The uncomfortable version of myself seems far in the distance now. Sometimes, I feel the ping of uncertainty, but mostly, I’m aware of my abilities. My confidence is built from attempting and failing, learning and doing, living in embarrassment, and persisting through. And yours is made in these places, too.

It is not overlapping. I feel confident in one aspect of my life and get nervous about new, unexplored things… like scuba diving. But the knowledge I’ve gained, the knowledge that stems far beyond the brain’s understanding and deep into an emotional knowing, helps me remember to keep going. Do the things you love. Life is too short to be uncomfortable all the time. To let your dreams die with the what-ifs.

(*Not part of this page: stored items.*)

//! Off-chain reward estimation
//!
//! `reward = floor((now - reference) / epoch_seconds) * tier_rate[rarity]`
//!
//! The program is the only authority on payouts; this is used to verify or
//! preview them and must stay in step with the on-chain constants.

use crate::error::{StakingError, StakingResult};
use crate::state::{Rarity, StakedEntry, UserPoolRecord};
use serde::{Deserialize, Serialize};

/// Length of one reward epoch in seconds
pub const EPOCH_SECONDS: u64 = 1;

// Per-epoch reward, in reward token base units
pub const NORMAL_REWARD_AMOUNT: u64 = 57_870;
pub const OBSIDIAN_REWARD_AMOUNT: u64 = 92_593;
pub const ICE_REWARD_AMOUNT: u64 = 115_741;
pub const UNIQUE_REWARD_AMOUNT: u64 = 173_611;

/// Reward token decimals (1 token = 10^9 base units)
pub const REWARD_TOKEN_DECIMALS: u64 = 1_000_000_000;

#[derive(Debug, Clone, Copy, PartialEq, Eq, Serialize, Deserialize)]
#[serde(rename_all = "camelCase")]
pub struct RewardSchedule {
    pub epoch_seconds: u64,
    /// Indexed by [`Rarity::index`]
    pub tier_rates: [u64; 4],
}

impl Default for RewardSchedule {
    fn default() -> Self {
        Self {
            epoch_seconds: EPOCH_SECONDS,
            tier_rates: [
                NORMAL_REWARD_AMOUNT,
                OBSIDIAN_REWARD_AMOUNT,
                ICE_REWARD_AMOUNT,
                UNIQUE_REWARD_AMOUNT,
            ],
        }
    }
}

impl RewardSchedule {
    pub fn new(epoch_seconds: u64, tier_rates: [u64; 4]) -> StakingResult<Self> {
        if epoch_seconds == 0 {
            return Err(StakingError::invalid_input("epoch length must be non-zero"));
        }
        Ok(Self {
            epoch_seconds,
            tier_rates,
        })
    }

    pub fn rate(&self, rarity: Rarity) -> u64 {
        self.tier_rates[rarity.index()]
    }

    /// Reward accrued between `reference` and `now`; zero when `now` precedes it
    pub fn estimate(&self, now: u64, reference: u64, rarity: Rarity) -> u64 {
        let epochs = now
            .saturating_sub(reference)
            .checked_div(self.epoch_seconds)
            .unwrap_or(0);
        epochs.saturating_mul(self.rate(rarity))
    }

    /// Pending reward of one entry since it was last claimed
    pub fn estimate_entry(&self, entry: &StakedEntry, now: u64) -> u64 {
        self.estimate(now, entry.claimed_time, entry.rarity)
    }

    /// Pending reward across every staked entry of a pool
    pub fn estimate_pool(&self, pool: &UserPoolRecord, now: u64) -> u64 {
        pool.staking
            .iter()
            .map(|entry| self.estimate_entry(entry, now))
            .fold(0u64, u64::saturating_add)
    }
}

/// Render base units as a decimal token amount
pub fn format_token_amount(amount: u64) -> String {
    format!(
        "{}.{:09}",
        amount / REWARD_TOKEN_DECIMALS,
        amount % REWARD_TOKEN_DECIMALS
    )
}

#[cfg(test)]
mod tests {
    use super::*;
    use solana_sdk::pubkey::Pubkey;

    #[test]
    fn test_floor_division() {
        let rate = 1_000;
        let schedule = RewardSchedule::new(60, [rate, 0, 0, 0]).unwrap();
        assert_eq!(schedule.estimate(1_125, 1_000, Rarity::Normal), 2 * rate);
        assert_eq!(schedule.estimate(1_059, 1_000, Rarity::Normal), 0);
        assert_eq!(schedule.estimate(1_060, 1_000, Rarity::Normal), rate);
    }

    #[test]
    fn test_tier_rates() {
        let schedule = RewardSchedule::default();
        assert_eq!(schedule.estimate(10, 0, Rarity::Normal), 10 * NORMAL_REWARD_AMOUNT);
        assert_eq!(schedule.estimate(10, 0, Rarity::Obsidian), 10 * OBSIDIAN_REWARD_AMOUNT);
        assert_eq!(schedule.estimate(10, 0, Rarity::Ice), 10 * ICE_REWARD_AMOUNT);
        assert_eq!(schedule.estimate(10, 0, Rarity::Unique), 10 * UNIQUE_REWARD_AMOUNT);
    }

    #[test]
    fn test_reference_in_future() {
        let schedule = RewardSchedule::default();
        assert_eq!(schedule.estimate(100, 200, Rarity::Unique), 0);
    }

    #[test]
    fn test_zero_epoch_rejected() {
        assert!(RewardSchedule::new(0, [1; 4]).is_err());

        // a hand-built schedule with a zero epoch estimates nothing instead of panicking
        let schedule = RewardSchedule {
            epoch_seconds: 0,
            tier_rates: [1; 4],
        };
        assert_eq!(schedule.estimate(100, 0, Rarity::Normal), 0);
    }

    #[test]
    fn test_estimate_pool() {
        let schedule = RewardSchedule::new(60, [1, 2, 3, 4]).unwrap();
        let mut pool = UserPoolRecord::new(Pubkey::new_unique());
        pool.add_entry(Pubkey::new_unique(), Rarity::Normal, 0).unwrap();
        pool.add_entry(Pubkey::new_unique(), Rarity::Unique, 60).unwrap();

        // entry 0: 600/60 * 1, entry 1: 540/60 * 4
        assert_eq!(schedule.estimate_pool(&pool, 600), 10 + 36);
    }

    #[test]
    fn test_format_token_amount() {
        assert_eq!(format_token_amount(5 * REWARD_TOKEN_DECIMALS), "5.000000000");
        assert_eq!(format_token_amount(57_870), "0.000057870");
    }
}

I pushed past the mental barriers and the uncertainty I felt in my own body. I trained and fostered the enjoyment of running, and my body adapted, too. I went from being unable to catch my breath after a few jogging steps to crossing the finish line of my first marathon. Some of the greatest lessons derive from what we teach ourselves, the place beyond the doing.

The Tough Two

There are two aspects to a marathon run that pose a challenge. The first, and perhaps the most obvious, is the run itself. It is a daunting 26.2 miles from start to finish.

You trained for this, and your body CAN do this, but your legs ache and feel like jello; you’ve run 10, 15, 20 miles, stopping would be easier than continuing on.

In these moments, you need your spirit. It is your spirit that won’t give up. This is when determination and your want-to-factor collide. Running a marathon has to be something you want to do. Period. Otherwise, what is the point?

So, before running a marathon, determine the following:

So, before running a marathon, determine the following:
What is your purpose? Is this something YOU want to do or think others would like you to do? Because if you don’t want to run, you won’t get enjoyment out of the experience. That sentiment rings true for most things in life, particularly with strenuous physical activity, because it’s hard – mentally and physically.

Having a few mantras or words of encouragement keeps you motivated. I used a mantra while hiking on the Pacific Crest Trail and during my long runs. When times get tough, it’s all about how you talk to yourself. What is your mind saying? Can you do this? Of course, you can. Find words, sayings, phrases that keep you going, spark something inside, and push the negative thoughts away.

The second challenge is in training. Again, it takes a great deal of self-discipline and commitment, which I fully grasped after registering and the first week of training went by. People will tell you training is the hard part, I’m telling you now, but perhaps you will only fully grasp the truth in the words once you’re in it, too.

Commitment to training means running even when you don’t feel like it, and there will be days you don’t feel like running, trust me. Pushing through that mindset and tackling the run are accomplishments in themselves, whether they are long-distance or not.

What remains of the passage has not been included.